## Task statement
Copy all lines in the data that contain the string "crate".
Start of Data extract
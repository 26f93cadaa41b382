//! Maps query tables onto [`ResultRecord`]s.

use duckdb::types::Value;
use success_rates_models::{RecordValue, ResultRecord};

use crate::SuccessRatesError;
use crate::executor::QueryTable;

/// Turns every row of `table` into a record keyed by column name. Row and
/// column order are kept; an empty table gives an empty vector.
///
/// # Errors
///
/// Returns [`SuccessRatesError::Conversion`] if a cell has a type with no
/// [`RecordValue`] counterpart (lists, structs, blobs, dates, ...).
pub fn to_records(table: QueryTable) -> Result<Vec<ResultRecord>, SuccessRatesError> {
    let QueryTable { columns, rows } = table;

    rows.into_iter()
        .map(|row| {
            columns
                .iter()
                .cloned()
                .zip(row)
                .map(|(column, value)| to_record_value(value).map(|value| (column, value)))
                .collect::<Result<ResultRecord, _>>()
        })
        .collect()
}

fn to_record_value(value: Value) -> Result<RecordValue, SuccessRatesError> {
    Ok(match value {
        Value::Null => RecordValue::Null,
        Value::Boolean(b) => RecordValue::Boolean(b),
        Value::TinyInt(i) => RecordValue::Integer(i.into()),
        Value::SmallInt(i) => RecordValue::Integer(i.into()),
        Value::Int(i) => RecordValue::Integer(i.into()),
        Value::BigInt(i) => RecordValue::Integer(i),
        Value::UTinyInt(i) => RecordValue::Integer(i.into()),
        Value::USmallInt(i) => RecordValue::Integer(i.into()),
        Value::UInt(i) => RecordValue::Integer(i.into()),
        Value::UBigInt(i) => RecordValue::Integer(out_of_range(i64::try_from(i), i)?),
        Value::HugeInt(i) => RecordValue::Integer(out_of_range(i64::try_from(i), i)?),
        Value::Float(f) => RecordValue::Float(f.into()),
        Value::Double(f) => RecordValue::Float(f),
        Value::Text(s) | Value::Enum(s) => RecordValue::Text(s),
        other => {
            return Err(SuccessRatesError::Conversion {
                message: format!("unsupported result value {other:?}"),
            });
        }
    })
}

fn out_of_range<T: std::fmt::Display, E>(
    result: Result<i64, E>,
    original: T,
) -> Result<i64, SuccessRatesError> {
    result.map_err(|_| SuccessRatesError::Conversion {
        message: format!("integer {original} does not fit in i64"),
    })
}

/// Renders records as a JSON array of objects using [`ResultRecord`]'s
/// `Serialize` impl. Non-finite floats become `null`.
///
/// # Errors
///
/// Returns a [`serde_json::Error`] if serialization fails.
pub fn to_json(records: &[ResultRecord]) -> Result<serde_json::Value, serde_json::Error> {
    serde_json::to_value(records)
}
End of Data extract
## Reply
use crate::SuccessRatesError;
use crate::executor::QueryTable;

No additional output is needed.